**Task objective:** Could you please find each line in the records that contains the word "struct" and copy it?

**Records supplied:**

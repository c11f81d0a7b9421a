/// Resilience primitives for calls that leave the process
///
/// Every request to an external media provider goes through these helpers:
/// - **Timeout**: bounds a single attempt
/// - **Retry**: exponential backoff with jitter, limited to failures the caller
///   classifies as transient
/// - **Policy**: one attempt budget + retry schedule per kind of dependency
///
/// # Example: bounded provider call
///
/// ```rust,no_run
/// use resilience::{policy, presets};
///
/// #[tokio::main]
/// async fn main() {
///     let call_policy = presets::media_provider();
///
///     let result = policy::call(&call_policy, "suspend_stream", || async {
///         // HTTP request to the provider
///         Ok::<_, String>(true)
///     }, |_err| true).await;
/// }
/// ```

pub mod policy;
pub mod presets;
pub mod retry;
pub mod timeout;

pub use policy::{call, CallError, CallPolicy};
pub use retry::{with_retry, with_retry_if, RetryConfig, RetryError};
pub use timeout::{with_timeout, TimeoutError};
//! Media provider webhook signatures
//!
//! The provider sends `Livepeer-Signature: t=<unix-ms>,v1=<hex>` where `v1` is
//! HMAC-SHA256 of the raw request body keyed with the shared secret.

use chrono::Utc;
use hmac::{Hmac, Mac};
use sha2::Sha256;
use std::time::Duration;
use thiserror::Error;

type HmacSha256 = Hmac<Sha256>;

pub const SIGNATURE_HEADER: &str = "Livepeer-Signature";

#[derive(Debug, Error, Clone, PartialEq, Eq)]
pub enum SignatureError {
    #[error("signature header is missing")]
    MissingHeader,

    #[error("no webhook secret is configured")]
    MissingSecret,

    #[error("malformed signature header: {0}")]
    Malformed(&'static str),

    #[error("signature does not match")]
    Mismatch,

    #[error("signature timestamp is outside the accepted window")]
    Expired,
}

#[derive(Clone)]
pub struct WebhookVerifier {
    secret: Option<String>,
    tolerance: Option<Duration>,
}

struct SignatureHeader<'a> {
    timestamp: Option<&'a str>,
    digest: &'a str,
}

fn parse_header(header: &str) -> Result<SignatureHeader<'_>, SignatureError> {
    let mut timestamp = None;
    let mut digest = None;

    for part in header.split(',') {
        let (key, value) = part
            .trim()
            .split_once('=')
            .ok_or(SignatureError::Malformed("expected key=value pairs"))?;
        match key {
            "t" => timestamp = Some(value),
            "v1" => digest = Some(value),
            _ => {}
        }
    }

    Ok(SignatureHeader {
        timestamp,
        digest: digest.ok_or(SignatureError::Malformed("missing v1"))?,
    })
}

impl WebhookVerifier {
    /// `tolerance_secs == 0` disables the timestamp check.
    pub fn new(secret: Option<String>, tolerance_secs: u64) -> Self {
        Self {
            secret: secret.filter(|s| !s.is_empty()),
            tolerance: (tolerance_secs > 0).then(|| Duration::from_secs(tolerance_secs)),
        }
    }

    pub fn verify(&self, header: Option<&str>, body: &[u8]) -> Result<(), SignatureError> {
        self.verify_at(header, body, Utc::now().timestamp_millis())
    }

    fn verify_at(&self, header: Option<&str>, body: &[u8], now_ms: i64) -> Result<(), SignatureError> {
        let secret = self.secret.as_deref().ok_or(SignatureError::MissingSecret)?;
        let header = header
            .filter(|h| !h.trim().is_empty())
            .ok_or(SignatureError::MissingHeader)?;
        let parsed = parse_header(header)?;

        if let Some(tolerance) = self.tolerance {
            let sent_ms: i64 = parsed
                .timestamp
                .ok_or(SignatureError::Malformed("missing t"))?
                .parse()
                .map_err(|_| SignatureError::Malformed("t is not a number"))?;
            if (now_ms - sent_ms).unsigned_abs() > tolerance.as_millis() as u64 {
                return Err(SignatureError::Expired);
            }
        }

        let expected =
            hex::decode(parsed.digest).map_err(|_| SignatureError::Malformed("v1 is not hex"))?;

        let mut mac = HmacSha256::new_from_slice(secret.as_bytes())
            .map_err(|_| SignatureError::MissingSecret)?;
        mac.update(body);
        mac.verify_slice(&expected)
            .map_err(|_| SignatureError::Mismatch)
    }
}

/// Hex HMAC-SHA256 of `body`, the value a provider puts in `v1`.
pub fn sign(secret: &str, body: &[u8]) -> Result<String, SignatureError> {
    let mut mac = HmacSha256::new_from_slice(secret.as_bytes())
        .map_err(|_| SignatureError::MissingSecret)?;
    mac.update(body);
    Ok(hex::encode(mac.finalize().into_bytes()))
}

#[cfg(test)]
mod tests {
    use super::*;

    const BODY: &[u8] = br#"{"stream":{"id":"abc"}}"#;
    const DIGEST: &str = "b1b88d4e9cb15e7d29b8561eacd58abadfc0c3cef0f173afe5fb65aebc884e68";

    fn verifier() -> WebhookVerifier {
        WebhookVerifier::new(Some("s3cret".into()), 0)
    }

    #[test]
    fn accepts_known_digest() {
        let header = format!("t=1700000000000,v1={DIGEST}");
        assert_eq!(verifier().verify(Some(&header), BODY), Ok(()));
        assert_eq!(sign("s3cret", BODY).unwrap(), DIGEST);
    }

    #[test]
    fn rejects_tampered_body() {
        let header = format!("t=1700000000000,v1={DIGEST}");
        assert_eq!(
            verifier().verify(Some(&header), br#"{"stream":{"id":"abd"}}"#),
            Err(SignatureError::Mismatch)
        );
    }

    #[test]
    fn rejects_wrong_secret() {
        let other = WebhookVerifier::new(Some("other".into()), 0);
        let header = format!("v1={DIGEST}");
        assert_eq!(other.verify(Some(&header), BODY), Err(SignatureError::Mismatch));
    }

    #[test]
    fn missing_pieces() {
        assert_eq!(verifier().verify(None, BODY), Err(SignatureError::MissingHeader));
        assert_eq!(
            WebhookVerifier::new(None, 0).verify(Some("v1=00"), BODY),
            Err(SignatureError::MissingSecret)
        );
        assert_eq!(
            WebhookVerifier::new(Some(String::new()), 0).verify(Some("v1=00"), BODY),
            Err(SignatureError::MissingSecret)
        );
    }

    #[test]
    fn malformed_headers() {
        assert!(matches!(
            verifier().verify(Some("garbage"), BODY),
            Err(SignatureError::Malformed(_))
        ));
        assert!(matches!(
            verifier().verify(Some("t=1"), BODY),
            Err(SignatureError::Malformed(_))
        ));
        assert!(matches!(
            verifier().verify(Some("v1=zz"), BODY),
            Err(SignatureError::Malformed(_))
        ));
    }

    #[test]
    fn tolerance_window() {
        let verifier = WebhookVerifier::new(Some("s3cret".into()), 300);
        let sent = 1_700_000_000_000_i64;
        let header = format!("t={sent},v1={DIGEST}");

        assert_eq!(verifier.verify_at(Some(&header), BODY, sent + 60_000), Ok(()));
        assert_eq!(
            verifier.verify_at(Some(&header), BODY, sent + 301_000),
            Err(SignatureError::Expired)
        );
        assert!(matches!(
            verifier.verify_at(Some(&format!("v1={DIGEST}")), BODY, sent),
            Err(SignatureError::Malformed(_))
        ));
    }
}
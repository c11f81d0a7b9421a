//! Shared fixtures for stream-service integration tests
//!
//! Everything runs against the in-memory store and a scripted provider, so no
//! external services are needed.
#![allow(dead_code)]

use async_trait::async_trait;
use std::collections::{HashMap, HashSet};
use std::sync::atomic::{AtomicBool, AtomicUsize, Ordering};
use std::sync::{Arc, Mutex};
use uuid::Uuid;

use stream_service::db::{MemoryDirectory, MemoryStore, PlatformCredential, Project};
use stream_service::models::{
    CreateStreamRequest, EncodingProfile, MultistreamTarget, Platform, TargetRequest,
};
use stream_service::providers::{
    CreateRemoteStream, MediaProvider, ProviderError, RemoteStream, RemoteStreamPatch,
};
use stream_service::services::LifecycleService;

pub const PLAYBACK_WEBHOOK_ID: &str = "wh_playback";

/// Provider double that keeps a set of live remote ids, the destinations
/// attached to each, and a call log.
#[derive(Default)]
pub struct FakeProvider {
    remotes: Mutex<HashSet<String>>,
    targets: Mutex<HashMap<String, Vec<String>>>,
    calls: Mutex<Vec<String>>,
    next_id: AtomicUsize,
    fail_delete: AtomicBool,
    fail_transitions: AtomicBool,
}

impl FakeProvider {
    pub fn new() -> Arc<Self> {
        Arc::new(Self::default())
    }

    pub fn set_fail_delete(&self, fail: bool) {
        self.fail_delete.store(fail, Ordering::SeqCst);
    }

    pub fn set_fail_transitions(&self, fail: bool) {
        self.fail_transitions.store(fail, Ordering::SeqCst);
    }

    pub fn calls(&self, operation: &str) -> usize {
        self.calls
            .lock()
            .unwrap()
            .iter()
            .filter(|c| c.as_str() == operation)
            .count()
    }

    pub fn total_calls(&self) -> usize {
        self.calls.lock().unwrap().len()
    }

    pub fn has_remote(&self, remote_id: &str) -> bool {
        self.remotes.lock().unwrap().contains(remote_id)
    }

    /// Destinations registered on the remote stream.
    pub fn attached(&self, remote_id: &str) -> Vec<String> {
        self.targets
            .lock()
            .unwrap()
            .get(remote_id)
            .cloned()
            .unwrap_or_default()
    }

    fn log(&self, operation: &str) {
        self.calls.lock().unwrap().push(operation.to_string());
    }

    fn transition(&self, operation: &str, remote_id: &str) -> Result<bool, ProviderError> {
        self.log(operation);
        if self.fail_transitions.load(Ordering::SeqCst) {
            return Err(ProviderError::Status {
                status: 503,
                body: "unavailable".into(),
            });
        }
        Ok(self.has_remote(remote_id))
    }
}

#[async_trait]
impl MediaProvider for FakeProvider {
    fn name(&self) -> &'static str {
        "fake"
    }

    async fn create_stream(&self, _request: &CreateRemoteStream) -> Result<RemoteStream, ProviderError> {
        self.log("create");
        let n = self.next_id.fetch_add(1, Ordering::SeqCst);
        let remote_id = format!("remote-{n}");
        self.remotes.lock().unwrap().insert(remote_id.clone());
        Ok(RemoteStream {
            remote_id,
            playback_id: format!("play-{n}"),
            stream_key: format!("key-{n}"),
        })
    }

    async fn attach_multistream_target(
        &self,
        remote_id: &str,
        target: &MultistreamTarget,
    ) -> Result<bool, ProviderError> {
        let exists = self.transition("attach_target", remote_id)?;
        if exists {
            let push_url = target.push_url();
            let mut targets = self.targets.lock().unwrap();
            let attached = targets.entry(remote_id.to_string()).or_default();
            if !attached.contains(&push_url) {
                attached.push(push_url);
            }
        }
        Ok(exists)
    }

    async fn update_stream_profiles(
        &self,
        remote_id: &str,
        _profiles: &[EncodingProfile],
    ) -> Result<bool, ProviderError> {
        self.transition("update_profiles", remote_id)
    }

    async fn update_stream(&self, remote_id: &str, _patch: &RemoteStreamPatch) -> Result<bool, ProviderError> {
        self.transition("update", remote_id)
    }

    async fn suspend_stream(&self, remote_id: &str) -> Result<bool, ProviderError> {
        self.transition("suspend", remote_id)
    }

    async fn activate_stream(&self, remote_id: &str) -> Result<bool, ProviderError> {
        self.transition("activate", remote_id)
    }

    async fn terminate_stream(&self, remote_id: &str) -> Result<bool, ProviderError> {
        self.transition("terminate", remote_id)
    }

    async fn delete_stream(&self, remote_id: &str) -> Result<bool, ProviderError> {
        self.log("delete");
        if self.fail_delete.load(Ordering::SeqCst) {
            return Err(ProviderError::Transport("connection reset".into()));
        }
        Ok(self.remotes.lock().unwrap().remove(remote_id))
    }
}

pub struct TestEnv {
    pub store: MemoryStore,
    pub directory: MemoryDirectory,
    pub provider: Arc<FakeProvider>,
    pub lifecycle: Arc<LifecycleService>,
    pub owner: Uuid,
    pub peer: Uuid,
    pub project_id: Uuid,
}

/// One project with an owner and a peer. The owner has a linked Twitch
/// account; YouTube is not linked.
pub async fn test_env() -> TestEnv {
    let store = MemoryStore::new();
    let directory = MemoryDirectory::new();
    let provider = FakeProvider::new();
    let owner = Uuid::new_v4();
    let peer = Uuid::new_v4();
    let project_id = Uuid::new_v4();

    directory
        .add_project(Project {
            id: project_id,
            owner_id: owner,
            peers: vec![peer],
        })
        .await;
    directory
        .add_credential(
            owner,
            PlatformCredential {
                platform: Platform::Twitch,
                access_token: "twitch-oauth".into(),
                refresh_token: None,
                expires_at: None,
                destination_stream_key: Some("live_123".into()),
            },
        )
        .await;

    let lifecycle = Arc::new(LifecycleService::new(
        Arc::new(store.clone()),
        provider.clone(),
        Arc::new(directory.clone()),
        Arc::new(directory.clone()),
        Some(PLAYBACK_WEBHOOK_ID.to_string()),
    ));

    TestEnv {
        store,
        directory,
        provider,
        lifecycle,
        owner,
        peer,
        project_id,
    }
}

pub fn create_request(title: &str) -> CreateStreamRequest {
    CreateStreamRequest {
        title: title.to_string(),
        description: None,
        profiles: vec![],
        schedule_date: None,
        platforms: vec![],
        visibility: true,
    }
}

pub fn target(platform: Platform) -> TargetRequest {
    TargetRequest {
        platform,
        profile: "source".to_string(),
        video_only: false,
        name: None,
        url: None,
        stream_key: None,
    }
}
mod common;

use uuid::Uuid;

use common::{create_request, target, test_env, TestEnv};
use stream_service::db::StreamStore;
use stream_service::error::AppError;
use stream_service::models::{
    IntentOperation, IntentOutcome, Page, Platform, Stream, StreamChanges, StreamStatus,
    Transition,
};
use stream_service::services::{Actor, EventOutcome, ProviderEvent};

#[tokio::test]
async fn create_activate_terminate_then_activate_is_refused() {
    let env = test_env().await;
    let mut request = create_request("Launch day");
    request.platforms = vec![target(Platform::Twitch)];

    let stream = env
        .lifecycle
        .create_stream(env.owner, env.project_id, request)
        .await
        .expect("create");
    assert_eq!(stream.status, StreamStatus::Created);
    assert_eq!(stream.targets.len(), 1);
    assert_eq!(stream.targets[0].ingest.stream_key, "live_123");
    assert!(env.provider.has_remote(&stream.remote_id));

    let active = env
        .lifecycle
        .activate_stream(Actor::User(env.owner), stream.id)
        .await
        .expect("activate");
    assert_eq!(active.status, StreamStatus::Active);

    let terminated = env
        .lifecycle
        .terminate_stream(Actor::User(env.owner), stream.id)
        .await
        .expect("terminate");
    assert_eq!(terminated.status, StreamStatus::Terminated);
    assert_eq!(terminated.version, 3);

    let err = env
        .lifecycle
        .activate_stream(Actor::User(env.owner), stream.id)
        .await
        .unwrap_err();
    assert!(matches!(
        err,
        AppError::InvalidState {
            transition: Transition::Activate,
            status: StreamStatus::Terminated
        }
    ));
    assert_eq!(env.provider.calls("activate"), 1);

    let stored = env.store.find_stream(stream.id).await.unwrap().unwrap();
    assert_eq!(stored.status, StreamStatus::Terminated);
}

#[tokio::test]
async fn unlinked_platform_rejects_the_whole_create() {
    let env = test_env().await;
    let mut request = create_request("Fan out");
    request.platforms = vec![target(Platform::Twitch), target(Platform::YouTube)];

    let err = env
        .lifecycle
        .create_stream(env.owner, env.project_id, request)
        .await
        .unwrap_err();

    assert!(matches!(err, AppError::Credential(Platform::YouTube)));
    assert_eq!(env.provider.calls("create"), 0);
    let (streams, total) = env
        .store
        .list_by_project(env.project_id, Page::default())
        .await
        .unwrap();
    assert!(streams.is_empty());
    assert_eq!(total, 0);
}

#[tokio::test]
async fn peers_cannot_create_or_transition() {
    let env = test_env().await;

    let err = env
        .lifecycle
        .create_stream(env.peer, env.project_id, create_request("Not mine"))
        .await
        .unwrap_err();
    assert!(matches!(err, AppError::Forbidden(_)));

    let stream = env
        .lifecycle
        .create_stream(env.owner, env.project_id, create_request("Mine"))
        .await
        .unwrap();
    let err = env
        .lifecycle
        .activate_stream(Actor::User(env.peer), stream.id)
        .await
        .unwrap_err();
    assert!(matches!(err, AppError::Forbidden(_)));
    assert_eq!(env.provider.calls("activate"), 0);

    // Peers may still read and list.
    let view = env.lifecycle.get_stream(env.peer, stream.id).await.unwrap();
    assert!(view.stream_key.is_none());
    let (items, meta) = env
        .lifecycle
        .list_streams(env.peer, env.project_id, Page::default())
        .await
        .unwrap();
    assert_eq!(items.len(), 1);
    assert_eq!(meta.total, 1);
}

#[tokio::test]
async fn failed_commit_leaves_stream_untouched_and_intent_open() {
    let env = test_env().await;
    let stream = env
        .lifecycle
        .create_stream(env.owner, env.project_id, create_request("Flaky db"))
        .await
        .unwrap();

    env.store.fail_next_commit();
    let err = env
        .lifecycle
        .activate_stream(Actor::User(env.owner), stream.id)
        .await
        .unwrap_err();
    assert!(matches!(err, AppError::Database(_)));

    let stored = env.store.find_stream(stream.id).await.unwrap().unwrap();
    assert_eq!(stored.status, StreamStatus::Created);
    assert_eq!(stored.version, 1);

    let open: Vec<_> = env
        .store
        .intents()
        .await
        .into_iter()
        .filter(|i| !i.is_resolved())
        .collect();
    assert_eq!(open.len(), 1);
    assert_eq!(open[0].operation, IntentOperation::Activate);
    assert_eq!(open[0].attempts, 1);
}

#[tokio::test]
async fn failed_create_commit_deletes_the_remote_stream() {
    let env = test_env().await;
    env.store.fail_next_commit();

    let err = env
        .lifecycle
        .create_stream(env.owner, env.project_id, create_request("Rolled back"))
        .await
        .unwrap_err();
    assert!(matches!(err, AppError::Database(_)));
    assert_eq!(env.provider.calls("create"), 1);
    assert_eq!(env.provider.calls("delete"), 1);
    assert!(!env.provider.has_remote("remote-0"));

    let intents = env.store.intents().await;
    assert_eq!(intents.len(), 1);
    assert_eq!(intents[0].outcome, Some(IntentOutcome::Compensated));
}

#[tokio::test]
async fn provider_failure_aborts_without_local_change() {
    let env = test_env().await;
    let stream = env
        .lifecycle
        .create_stream(env.owner, env.project_id, create_request("Provider down"))
        .await
        .unwrap();

    env.provider.set_fail_transitions(true);
    let err = env
        .lifecycle
        .activate_stream(Actor::User(env.owner), stream.id)
        .await
        .unwrap_err();
    assert!(matches!(err, AppError::Provider(_)));

    let stored = env.store.find_stream(stream.id).await.unwrap().unwrap();
    assert_eq!(stored.status, StreamStatus::Created);
    let activate_intent = env
        .store
        .intents()
        .await
        .into_iter()
        .find(|i| i.operation == IntentOperation::Activate)
        .unwrap();
    assert_eq!(activate_intent.outcome, Some(IntentOutcome::Aborted));
}

#[tokio::test]
async fn repeated_provider_events_apply_once() {
    let env = test_env().await;
    let stream = env
        .lifecycle
        .create_stream(env.owner, env.project_id, create_request("Webhooks"))
        .await
        .unwrap();

    let first = env
        .lifecycle
        .apply_provider_event(ProviderEvent::Started, &stream.remote_id)
        .await
        .unwrap();
    assert_eq!(first, EventOutcome::Applied(StreamStatus::Active));

    let idle = env
        .lifecycle
        .apply_provider_event(ProviderEvent::Idle, &stream.remote_id)
        .await
        .unwrap();
    assert_eq!(idle, EventOutcome::Applied(StreamStatus::Suspended));

    let replayed = env
        .lifecycle
        .apply_provider_event(ProviderEvent::Idle, &stream.remote_id)
        .await
        .unwrap();
    assert_eq!(replayed, EventOutcome::AlreadyApplied(StreamStatus::Suspended));
    assert_eq!(env.provider.calls("suspend"), 1);

    let unknown = env
        .lifecycle
        .apply_provider_event(ProviderEvent::Started, "remote-unknown")
        .await
        .unwrap();
    assert_eq!(unknown, EventOutcome::UnknownStream);
}

#[tokio::test]
async fn webhook_actor_cannot_terminate() {
    let env = test_env().await;
    let stream = env
        .lifecycle
        .create_stream(env.owner, env.project_id, create_request("Guarded"))
        .await
        .unwrap();
    env.lifecycle
        .activate_stream(Actor::User(env.owner), stream.id)
        .await
        .unwrap();

    let err = env
        .lifecycle
        .terminate_stream(Actor::ProviderWebhook, stream.id)
        .await
        .unwrap_err();
    assert!(matches!(err, AppError::Forbidden(_)));
    assert_eq!(env.provider.calls("terminate"), 0);
}

#[tokio::test]
async fn update_merges_profiles_and_bumps_version() {
    let env = test_env().await;
    let stream = env
        .lifecycle
        .create_stream(env.owner, env.project_id, create_request("Ladder"))
        .await
        .unwrap();

    let changes: StreamChanges = serde_json::from_value(serde_json::json!({
        "title": "Ladder v2",
        "profiles": [{"name": "720p", "bitrate": 3000000, "fps": 30, "width": 1280, "height": 720}]
    }))
    .unwrap();

    let updated = env
        .lifecycle
        .update_stream(Actor::User(env.owner), stream.id, changes)
        .await
        .unwrap();
    assert_eq!(updated.title, "Ladder v2");
    assert_eq!(updated.profiles.len(), 1);
    assert_eq!(updated.version, 2);
    assert_eq!(env.provider.calls("update_profiles"), 1);
    assert_eq!(env.provider.calls("update"), 1);

    let err = env
        .lifecycle
        .update_stream(Actor::User(env.owner), stream.id, StreamChanges::default())
        .await
        .unwrap_err();
    assert!(matches!(err, AppError::Validation(_)));
}

#[tokio::test]
async fn attach_rejects_duplicate_platform() {
    let env = test_env().await;
    let stream = env
        .lifecycle
        .create_stream(env.owner, env.project_id, create_request("Attach"))
        .await
        .unwrap();

    let attached = env
        .lifecycle
        .attach_target(env.owner, stream.id, target(Platform::Twitch))
        .await
        .unwrap();
    assert!(attached.has_platform(Platform::Twitch));

    let err = env
        .lifecycle
        .attach_target(env.owner, stream.id, target(Platform::Twitch))
        .await
        .unwrap_err();
    assert!(matches!(err, AppError::Conflict(_)));
    assert_eq!(env.provider.calls("attach_target"), 1);

    let stored = env.store.find_stream(stream.id).await.unwrap().unwrap();
    assert_eq!(stored.targets.len(), 1);
}

#[tokio::test]
async fn deleted_streams_disappear_from_reads() {
    let env = test_env().await;
    let stream = env
        .lifecycle
        .create_stream(env.owner, env.project_id, create_request("Gone"))
        .await
        .unwrap();

    env.lifecycle
        .delete_stream(Actor::User(env.owner), stream.id)
        .await
        .unwrap();
    assert!(!env.provider.has_remote(&stream.remote_id));

    let err = env.lifecycle.get_stream(env.owner, stream.id).await.unwrap_err();
    assert!(matches!(err, AppError::NotFound(_)));

    let (items, _) = env
        .lifecycle
        .list_streams(env.owner, env.project_id, Page::default())
        .await
        .unwrap();
    assert!(items.is_empty());
}

/// Create a stream and drive it into `status` through the service.
async fn stream_in(env: &TestEnv, status: StreamStatus) -> Uuid {
    let owner = Actor::User(env.owner);
    let id = env
        .lifecycle
        .create_stream(env.owner, env.project_id, create_request("Fixture"))
        .await
        .unwrap()
        .id;
    let svc = &env.lifecycle;
    match status {
        StreamStatus::Created => {}
        StreamStatus::Active => {
            svc.activate_stream(owner, id).await.unwrap();
        }
        StreamStatus::Suspended => {
            svc.activate_stream(owner, id).await.unwrap();
            svc.suspend_stream(owner, id).await.unwrap();
        }
        StreamStatus::Terminated => {
            svc.activate_stream(owner, id).await.unwrap();
            svc.terminate_stream(owner, id).await.unwrap();
        }
        StreamStatus::Deleted => {
            svc.delete_stream(owner, id).await.unwrap();
        }
    }
    id
}

async fn attempt(env: &TestEnv, transition: Transition, id: Uuid) -> Result<Stream, AppError> {
    let owner = Actor::User(env.owner);
    let svc = &env.lifecycle;
    match transition {
        Transition::Activate => svc.activate_stream(owner, id).await,
        Transition::Suspend => svc.suspend_stream(owner, id).await,
        Transition::Terminate => svc.terminate_stream(owner, id).await,
        Transition::Delete => svc.delete_stream(owner, id).await,
        Transition::Update => {
            let changes = StreamChanges {
                title: Some("Renamed".into()),
                ..Default::default()
            };
            svc.update_stream(owner, id, changes).await
        }
        Transition::AttachTarget => svc.attach_target(env.owner, id, target(Platform::Twitch)).await,
    }
}

#[tokio::test]
async fn every_forbidden_transition_is_refused_without_side_effects() {
    let env = test_env().await;
    let mut checked = 0;

    for status in StreamStatus::ALL {
        let id = stream_in(&env, status).await;

        for transition in Transition::ALL {
            if transition.is_allowed_from(status) {
                continue;
            }
            let before = env.store.find_stream(id).await.unwrap().unwrap();
            let calls_before = env.provider.total_calls();
            let intents_before = env.store.intents().await.len();

            match attempt(&env, transition, id).await {
                Err(AppError::InvalidState {
                    transition: refused,
                    status: current,
                }) => {
                    assert_eq!(refused, transition);
                    assert_eq!(current, status);
                }
                other => panic!("{transition:?} from {status:?} should be refused, got {other:?}"),
            }

            let after = env.store.find_stream(id).await.unwrap().unwrap();
            assert_eq!(after, before, "{transition:?} from {status:?} changed the record");
            assert_eq!(env.provider.total_calls(), calls_before);
            assert_eq!(env.store.intents().await.len(), intents_before);
            checked += 1;
        }
    }

    // Created 2, Active 1, Suspended 1, Terminated 5, Deleted 6
    assert_eq!(checked, 15);
}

**Exercise solution:**
pub struct WebhookVerifier {
struct SignatureHeader<'a> {
pub struct FakeProvider {
pub struct TestEnv {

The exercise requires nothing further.